• **Data records**

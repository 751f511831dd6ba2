//! bookline command-line entry point.

use bookline::model::{RecurrencePattern, ResourceKind};
use bookline::session::Role;
use bookline::Config;
use clap::{Parser, Subcommand};

mod cli;

/// bookline: recurring-schedule and conflict-detection engine
#[derive(Parser, Debug)]
#[command(name = "bookline")]
#[command(version, about, long_about = None)]
struct Args {
    /// Path to configuration file
    #[arg(short, long, global = true)]
    config: Option<String>,

    /// Output as JSON
    #[arg(long, global = true)]
    json: bool,

    /// Run against the REST backend instead of the offline snapshot,
    /// optionally overriding the configured URL
    #[arg(
        short,
        long,
        global = true,
        num_args = 0..=1,
        default_missing_value = "",
        value_name = "URL"
    )]
    remote: Option<String>,

    #[command(subcommand)]
    command: Command,
}

#[derive(Subcommand, Debug)]
enum Command {
    /// Preview the occurrences of a recurrence pattern
    Expand {
        /// Pattern: daily, weekly, or monthly
        pattern: RecurrencePattern,
        /// First occurrence instant (ISO-8601)
        start: String,
        /// Inclusive range end (ISO-8601)
        end: String,
        /// Occurrence duration in minutes
        #[arg(short, long, default_value = "60")]
        duration: i64,
        /// Emit every occurrence instead of the 5-entry preview
        #[arg(long)]
        all: bool,
    },
    /// Check a candidate slot for conflicts
    Check {
        /// Candidate start (ISO-8601)
        start: String,
        /// Candidate end (ISO-8601)
        end: String,
        /// Staff scope (absent applies to all staff)
        #[arg(short, long)]
        staff: Option<String>,
        /// Resource scope
        #[arg(long)]
        resource: Option<String>,
        /// Item id to exclude (when re-checking a move)
        #[arg(short, long)]
        exclude: Option<String>,
    },
    /// List scheduled items
    List,
    /// Book an appointment
    Book {
        /// Client name
        client: String,
        /// Start instant (ISO-8601)
        start: String,
        /// Service name (repeatable)
        #[arg(short = 'S', long = "service")]
        services: Vec<String>,
        /// Total duration in minutes (overrides service defaults)
        #[arg(short, long)]
        duration: Option<i64>,
        /// Assigned staff member
        #[arg(short, long)]
        staff: Option<String>,
        /// Required resource
        #[arg(long)]
        resource: Option<String>,
        /// Notes
        #[arg(short, long)]
        notes: Option<String>,
        /// Display color (named or hex)
        #[arg(long)]
        color: Option<String>,
    },
    /// Block a time slot
    Block {
        /// Start instant (ISO-8601)
        start: String,
        /// End instant (ISO-8601)
        end: String,
        /// Staff member (absent blocks everyone)
        #[arg(short, long)]
        staff: Option<String>,
        /// Reason shown on the calendar
        #[arg(long)]
        reason: Option<String>,
    },
    /// Move an item to a new slot
    Move {
        /// Item id
        id: String,
        /// New start instant (ISO-8601)
        start: String,
        /// New end instant (ISO-8601)
        end: String,
        /// Commit even when conflicts are reported
        #[arg(short, long)]
        force: bool,
    },
    /// Change an item's end instant
    Resize {
        /// Item id
        id: String,
        /// New end instant (ISO-8601)
        end: String,
        /// Commit even when conflicts are reported
        #[arg(short, long)]
        force: bool,
    },
    /// Edit fields of an item
    Update {
        /// Item id
        id: String,
        /// New start instant (ISO-8601)
        #[arg(long)]
        start: Option<String>,
        /// New end instant (ISO-8601)
        #[arg(long)]
        end: Option<String>,
        /// Reassign to a staff member
        #[arg(short, long)]
        staff: Option<String>,
        /// Replace notes
        #[arg(short, long)]
        notes: Option<String>,
    },
    /// Delete an item
    Delete {
        /// Item id
        id: String,
    },
    /// Mark an appointment completed
    Complete {
        /// Appointment id
        id: String,
        /// Sale reference to link
        #[arg(short, long)]
        sale: Option<String>,
    },
    /// Claim an unassigned appointment
    Accept {
        /// Appointment id
        id: String,
        /// Staff member claiming the appointment
        staff: String,
    },
    /// Cancel an appointment
    Cancel {
        /// Appointment id
        id: String,
    },
    /// Recurring series management
    Series {
        #[command(subcommand)]
        action: SeriesCommand,
    },
    /// Resource management
    Resources {
        #[command(subcommand)]
        action: ResourceCommand,
    },
    /// Dump the calendar widget feed
    Feed,
    /// Session management
    Session {
        #[command(subcommand)]
        action: SessionCommand,
    },
}

#[derive(Subcommand, Debug)]
enum SeriesCommand {
    /// Create a recurring series of appointments
    Create {
        /// Client name
        client: String,
        /// Pattern: daily, weekly, or monthly
        pattern: RecurrencePattern,
        /// First occurrence instant (ISO-8601)
        start: String,
        /// Inclusive range end (ISO-8601)
        end: String,
        /// Service name (repeatable)
        #[arg(short = 'S', long = "service")]
        services: Vec<String>,
        /// Occurrence duration in minutes
        #[arg(short, long)]
        duration: Option<i64>,
        /// Assigned staff member
        #[arg(short, long)]
        staff: Option<String>,
        /// Required resource
        #[arg(long)]
        resource: Option<String>,
    },
    /// Delete a series, detaching its generated appointments
    Delete {
        /// Series id
        id: String,
    },
}

#[derive(Subcommand, Debug)]
enum ResourceCommand {
    /// List resources
    List,
    /// Create a resource
    Create {
        /// Resource name
        name: String,
        /// Kind: room, equipment, or other
        #[arg(short, long, default_value = "other")]
        kind: ResourceKind,
    },
    /// Deactivate a resource
    Deactivate {
        /// Resource id
        id: String,
    },
    /// Delete an unreferenced resource
    Delete {
        /// Resource id
        id: String,
    },
}

#[derive(Subcommand, Debug)]
enum SessionCommand {
    /// Sign in and persist the session
    Login {
        /// User id (sent as X-User-Id)
        id: String,
        /// Display name
        name: String,
        /// Role: admin, manager, or staff
        #[arg(short, long, default_value = "staff")]
        role: Role,
    },
    /// Sign out
    Logout,
    /// Show the current session
    Show,
}

#[tokio::main]
async fn main() -> anyhow::Result<()> {
    let args = Args::parse();

    tracing_subscriber::fmt()
        .with_env_filter(
            tracing_subscriber::EnvFilter::try_from_default_env()
                .unwrap_or_else(|_| tracing_subscriber::EnvFilter::new("warn")),
        )
        .with_writer(std::io::stderr)
        .init();

    let config = if let Some(path) = &args.config {
        Config::from_file(path)?
    } else {
        Config::load()?
    };

    let mode = match &args.remote {
        Some(url) => cli::ExecutionMode::Remote {
            config: Box::new(config.clone()),
            url: if url.is_empty() {
                None
            } else {
                Some(url.clone())
            },
        },
        None => cli::ExecutionMode::Local(Box::new(config.clone())),
    };

    match args.command {
        Command::Expand {
            pattern,
            start,
            end,
            duration,
            all,
        } => cli::run_expand(pattern, &start, &end, duration, all, args.json),
        Command::Check {
            start,
            end,
            staff,
            resource,
            exclude,
        } => cli::run_check(mode, &start, &end, staff, resource, exclude, args.json).await,
        Command::List => cli::run_list(mode, args.json).await,
        Command::Book {
            client,
            start,
            services,
            duration,
            staff,
            resource,
            notes,
            color,
        } => {
            let booking = cli::BookingArgs {
                client,
                services,
                duration,
                owner: staff,
                resource,
                notes,
                color,
            };
            cli::run_book(mode, &start, booking, args.json).await
        }
        Command::Block {
            start,
            end,
            staff,
            reason,
        } => cli::run_block(mode, &start, &end, staff, reason, args.json).await,
        Command::Move {
            id,
            start,
            end,
            force,
        } => cli::run_move(mode, &id, &start, &end, force, args.json).await,
        Command::Resize { id, end, force } => {
            cli::run_resize(mode, &id, &end, force, args.json).await
        }
        Command::Update {
            id,
            start,
            end,
            staff,
            notes,
        } => {
            let update = cli::build_update(start.as_deref(), end.as_deref(), staff, notes)?;
            cli::run_update(mode, &id, update, args.json).await
        }
        Command::Delete { id } => cli::run_delete(mode, &id, args.json).await,
        Command::Complete { id, sale } => cli::run_complete(mode, &id, sale, args.json).await,
        Command::Accept { id, staff } => cli::run_accept(mode, &id, &staff, args.json).await,
        Command::Cancel { id } => cli::run_cancel(mode, &id, args.json).await,
        Command::Series { action } => match action {
            SeriesCommand::Create {
                client,
                pattern,
                start,
                end,
                services,
                duration,
                staff,
                resource,
            } => {
                let booking = cli::BookingArgs {
                    client,
                    services,
                    duration,
                    owner: staff,
                    resource,
                    notes: None,
                    color: None,
                };
                cli::run_series_create(mode, pattern, &start, &end, booking, args.json).await
            }
            SeriesCommand::Delete { id } => cli::run_series_delete(mode, &id, args.json).await,
        },
        Command::Resources { action } => match action {
            ResourceCommand::List => cli::run_resources_list(mode, args.json).await,
            ResourceCommand::Create { name, kind } => {
                cli::run_resources_create(mode, &name, kind, args.json).await
            }
            ResourceCommand::Deactivate { id } => {
                cli::run_resources_deactivate(mode, &id, args.json).await
            }
            ResourceCommand::Delete { id } => {
                cli::run_resources_delete(mode, &id, args.json).await
            }
        },
        Command::Feed => cli::run_feed(mode, args.json).await,
        Command::Session { action } => match action {
            SessionCommand::Login { id, name, role } => {
                cli::run_session_login(&config, &id, &name, role, args.json)
            }
            SessionCommand::Logout => cli::run_session_logout(&config, args.json),
            SessionCommand::Show => cli::run_session_show(&config, args.json),
        },
    }
}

• **Task to carry out**
Copy each line containing the word "match" from the data.

• **Solution**
    let mode = match &args.remote {
    match args.command {
        Command::Series { action } => match action {
        Command::Resources { action } => match action {
        Command::Session { action } => match action {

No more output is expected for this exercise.